### TASK
Every line below that includes the word "true" needs to be copied.

### EXERCISE DATA

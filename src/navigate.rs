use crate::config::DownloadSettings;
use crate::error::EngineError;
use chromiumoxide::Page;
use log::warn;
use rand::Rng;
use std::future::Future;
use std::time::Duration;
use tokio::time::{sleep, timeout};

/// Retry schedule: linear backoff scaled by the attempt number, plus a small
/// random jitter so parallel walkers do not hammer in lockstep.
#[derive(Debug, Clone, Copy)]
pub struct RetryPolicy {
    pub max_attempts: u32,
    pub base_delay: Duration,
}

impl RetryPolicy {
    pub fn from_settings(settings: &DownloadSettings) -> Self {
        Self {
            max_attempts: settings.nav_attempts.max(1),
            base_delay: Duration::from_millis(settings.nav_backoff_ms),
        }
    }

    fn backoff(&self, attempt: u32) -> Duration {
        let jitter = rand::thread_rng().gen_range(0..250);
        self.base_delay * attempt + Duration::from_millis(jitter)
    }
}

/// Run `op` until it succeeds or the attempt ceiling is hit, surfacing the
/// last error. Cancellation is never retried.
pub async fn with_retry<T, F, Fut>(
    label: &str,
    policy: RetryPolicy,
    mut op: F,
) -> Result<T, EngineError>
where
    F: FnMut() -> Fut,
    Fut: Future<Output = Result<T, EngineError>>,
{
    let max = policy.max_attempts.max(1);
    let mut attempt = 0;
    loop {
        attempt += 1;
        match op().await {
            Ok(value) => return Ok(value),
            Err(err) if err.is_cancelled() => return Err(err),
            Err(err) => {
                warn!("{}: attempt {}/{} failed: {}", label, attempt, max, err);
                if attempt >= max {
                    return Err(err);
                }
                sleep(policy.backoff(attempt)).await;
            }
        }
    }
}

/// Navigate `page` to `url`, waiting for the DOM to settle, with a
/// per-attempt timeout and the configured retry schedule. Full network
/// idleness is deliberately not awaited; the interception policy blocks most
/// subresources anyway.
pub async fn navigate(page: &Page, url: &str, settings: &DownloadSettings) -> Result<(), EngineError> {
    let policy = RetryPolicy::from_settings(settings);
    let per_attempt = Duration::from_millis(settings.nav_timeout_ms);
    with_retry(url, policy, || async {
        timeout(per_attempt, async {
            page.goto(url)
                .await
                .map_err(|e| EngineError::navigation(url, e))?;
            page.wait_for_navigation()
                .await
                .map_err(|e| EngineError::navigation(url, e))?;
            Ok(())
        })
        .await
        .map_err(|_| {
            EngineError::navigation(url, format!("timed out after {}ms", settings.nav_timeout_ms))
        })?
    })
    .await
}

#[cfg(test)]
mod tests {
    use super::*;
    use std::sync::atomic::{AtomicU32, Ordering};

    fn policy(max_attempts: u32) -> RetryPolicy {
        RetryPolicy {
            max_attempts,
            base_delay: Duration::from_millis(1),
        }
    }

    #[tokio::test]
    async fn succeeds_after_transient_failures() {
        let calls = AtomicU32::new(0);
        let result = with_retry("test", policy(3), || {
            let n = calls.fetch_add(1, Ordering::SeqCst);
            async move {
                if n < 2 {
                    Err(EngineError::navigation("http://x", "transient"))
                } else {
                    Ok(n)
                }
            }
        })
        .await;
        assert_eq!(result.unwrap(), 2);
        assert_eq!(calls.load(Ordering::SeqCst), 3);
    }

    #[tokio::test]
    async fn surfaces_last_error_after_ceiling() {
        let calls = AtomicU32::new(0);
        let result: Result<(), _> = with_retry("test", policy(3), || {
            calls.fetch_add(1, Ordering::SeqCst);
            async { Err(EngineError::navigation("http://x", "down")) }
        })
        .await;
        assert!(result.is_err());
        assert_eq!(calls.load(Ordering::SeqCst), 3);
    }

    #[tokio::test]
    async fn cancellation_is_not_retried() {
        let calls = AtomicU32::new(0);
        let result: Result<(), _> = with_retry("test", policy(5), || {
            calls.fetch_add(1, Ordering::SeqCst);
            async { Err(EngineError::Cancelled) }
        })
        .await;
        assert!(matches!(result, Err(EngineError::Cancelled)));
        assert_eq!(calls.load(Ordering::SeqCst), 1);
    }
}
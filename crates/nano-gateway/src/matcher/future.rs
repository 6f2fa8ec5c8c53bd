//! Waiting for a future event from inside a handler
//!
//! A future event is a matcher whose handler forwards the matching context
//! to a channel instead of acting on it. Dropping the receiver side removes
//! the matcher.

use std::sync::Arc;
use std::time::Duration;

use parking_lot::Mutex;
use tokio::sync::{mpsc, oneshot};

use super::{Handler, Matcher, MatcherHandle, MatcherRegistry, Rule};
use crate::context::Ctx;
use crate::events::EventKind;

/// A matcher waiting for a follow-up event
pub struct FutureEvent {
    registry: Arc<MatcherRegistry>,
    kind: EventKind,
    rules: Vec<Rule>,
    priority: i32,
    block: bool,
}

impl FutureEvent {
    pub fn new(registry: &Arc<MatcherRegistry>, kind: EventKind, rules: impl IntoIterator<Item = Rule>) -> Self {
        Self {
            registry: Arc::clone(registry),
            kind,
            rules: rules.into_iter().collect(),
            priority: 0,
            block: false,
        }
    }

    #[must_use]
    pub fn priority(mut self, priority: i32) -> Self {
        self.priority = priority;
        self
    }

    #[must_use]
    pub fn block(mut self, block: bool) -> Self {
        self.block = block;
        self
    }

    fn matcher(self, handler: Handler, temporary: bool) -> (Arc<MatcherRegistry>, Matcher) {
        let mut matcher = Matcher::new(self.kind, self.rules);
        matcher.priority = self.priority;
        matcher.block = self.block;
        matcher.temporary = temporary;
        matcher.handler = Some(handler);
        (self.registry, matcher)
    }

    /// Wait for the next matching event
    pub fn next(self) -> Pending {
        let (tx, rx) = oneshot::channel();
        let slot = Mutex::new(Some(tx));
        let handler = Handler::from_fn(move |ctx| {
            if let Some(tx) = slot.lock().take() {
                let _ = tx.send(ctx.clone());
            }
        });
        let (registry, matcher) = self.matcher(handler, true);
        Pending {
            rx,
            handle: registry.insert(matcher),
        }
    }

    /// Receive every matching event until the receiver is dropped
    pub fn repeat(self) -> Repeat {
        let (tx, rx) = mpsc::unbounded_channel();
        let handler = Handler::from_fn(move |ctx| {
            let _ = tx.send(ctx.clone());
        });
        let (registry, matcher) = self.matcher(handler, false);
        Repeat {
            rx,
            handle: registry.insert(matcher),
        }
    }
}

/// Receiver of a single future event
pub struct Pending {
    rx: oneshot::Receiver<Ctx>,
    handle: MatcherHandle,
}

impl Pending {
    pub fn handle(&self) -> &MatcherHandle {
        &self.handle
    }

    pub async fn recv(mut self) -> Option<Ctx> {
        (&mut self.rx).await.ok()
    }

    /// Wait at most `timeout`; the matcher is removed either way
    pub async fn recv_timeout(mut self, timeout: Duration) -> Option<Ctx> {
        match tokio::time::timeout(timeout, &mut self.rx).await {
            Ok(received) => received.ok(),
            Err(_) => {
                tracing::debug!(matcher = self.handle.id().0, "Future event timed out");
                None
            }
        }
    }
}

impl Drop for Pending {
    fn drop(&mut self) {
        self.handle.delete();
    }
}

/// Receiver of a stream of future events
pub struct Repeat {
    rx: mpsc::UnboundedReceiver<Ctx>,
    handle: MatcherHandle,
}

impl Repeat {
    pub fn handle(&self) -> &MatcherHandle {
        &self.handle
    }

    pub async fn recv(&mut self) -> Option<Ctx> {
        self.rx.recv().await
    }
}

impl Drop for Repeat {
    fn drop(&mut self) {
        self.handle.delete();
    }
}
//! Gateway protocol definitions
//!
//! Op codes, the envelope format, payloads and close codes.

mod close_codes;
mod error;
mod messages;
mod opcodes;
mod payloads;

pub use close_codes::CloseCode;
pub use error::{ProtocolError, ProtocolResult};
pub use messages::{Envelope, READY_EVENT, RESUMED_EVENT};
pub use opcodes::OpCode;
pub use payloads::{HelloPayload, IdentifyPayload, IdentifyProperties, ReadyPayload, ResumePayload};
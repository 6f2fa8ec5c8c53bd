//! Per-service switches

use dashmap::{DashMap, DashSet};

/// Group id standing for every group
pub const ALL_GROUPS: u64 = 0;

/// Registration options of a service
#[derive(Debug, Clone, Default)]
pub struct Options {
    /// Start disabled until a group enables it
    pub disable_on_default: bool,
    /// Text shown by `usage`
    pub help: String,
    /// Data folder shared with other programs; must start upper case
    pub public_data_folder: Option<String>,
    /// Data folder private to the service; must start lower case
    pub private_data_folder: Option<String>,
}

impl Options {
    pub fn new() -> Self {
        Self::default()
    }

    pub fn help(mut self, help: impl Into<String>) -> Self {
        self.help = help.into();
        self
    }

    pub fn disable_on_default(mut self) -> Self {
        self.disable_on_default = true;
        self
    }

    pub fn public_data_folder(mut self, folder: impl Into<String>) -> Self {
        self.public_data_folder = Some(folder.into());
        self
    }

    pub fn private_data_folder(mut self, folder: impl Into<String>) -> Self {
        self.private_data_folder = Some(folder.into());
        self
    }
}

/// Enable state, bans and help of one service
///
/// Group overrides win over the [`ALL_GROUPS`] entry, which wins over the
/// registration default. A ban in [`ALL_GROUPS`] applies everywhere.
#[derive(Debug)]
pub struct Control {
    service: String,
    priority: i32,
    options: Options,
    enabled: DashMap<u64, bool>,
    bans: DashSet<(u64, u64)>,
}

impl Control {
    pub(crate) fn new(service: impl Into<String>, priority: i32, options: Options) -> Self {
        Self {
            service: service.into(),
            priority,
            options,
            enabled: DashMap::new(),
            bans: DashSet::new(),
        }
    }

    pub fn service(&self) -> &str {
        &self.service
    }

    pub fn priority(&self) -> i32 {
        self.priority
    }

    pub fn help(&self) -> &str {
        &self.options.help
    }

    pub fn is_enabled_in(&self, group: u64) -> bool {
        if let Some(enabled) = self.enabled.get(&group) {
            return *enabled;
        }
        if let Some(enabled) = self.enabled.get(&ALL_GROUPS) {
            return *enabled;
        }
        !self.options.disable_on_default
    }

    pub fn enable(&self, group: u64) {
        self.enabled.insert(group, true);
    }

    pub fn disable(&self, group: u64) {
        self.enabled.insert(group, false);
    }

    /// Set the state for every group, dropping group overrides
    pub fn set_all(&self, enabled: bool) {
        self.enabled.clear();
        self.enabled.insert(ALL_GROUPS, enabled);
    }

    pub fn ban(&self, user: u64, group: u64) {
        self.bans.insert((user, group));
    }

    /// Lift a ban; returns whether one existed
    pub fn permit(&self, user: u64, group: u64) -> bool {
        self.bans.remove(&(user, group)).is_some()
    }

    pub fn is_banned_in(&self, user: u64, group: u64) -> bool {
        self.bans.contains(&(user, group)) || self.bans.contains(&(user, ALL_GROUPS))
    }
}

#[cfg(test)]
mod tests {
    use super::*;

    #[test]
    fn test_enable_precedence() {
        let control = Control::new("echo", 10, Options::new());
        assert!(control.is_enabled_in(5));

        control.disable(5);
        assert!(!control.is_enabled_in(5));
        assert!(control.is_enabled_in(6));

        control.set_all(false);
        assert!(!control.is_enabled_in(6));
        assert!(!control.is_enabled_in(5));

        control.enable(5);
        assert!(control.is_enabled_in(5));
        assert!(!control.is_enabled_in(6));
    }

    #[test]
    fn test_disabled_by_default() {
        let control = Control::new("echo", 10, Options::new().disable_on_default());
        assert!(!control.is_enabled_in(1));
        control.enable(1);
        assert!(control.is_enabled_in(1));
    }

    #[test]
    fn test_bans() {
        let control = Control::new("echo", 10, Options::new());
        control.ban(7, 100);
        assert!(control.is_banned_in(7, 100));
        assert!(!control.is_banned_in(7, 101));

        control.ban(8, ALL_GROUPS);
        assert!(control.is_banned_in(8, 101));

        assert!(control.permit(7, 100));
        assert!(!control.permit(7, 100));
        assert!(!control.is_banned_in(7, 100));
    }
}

### RESULT OF THIS TASK
        let (registry, matcher) = self.matcher(handler, true);
        self.disable_on_default = true;
        self.enabled.insert(group, true);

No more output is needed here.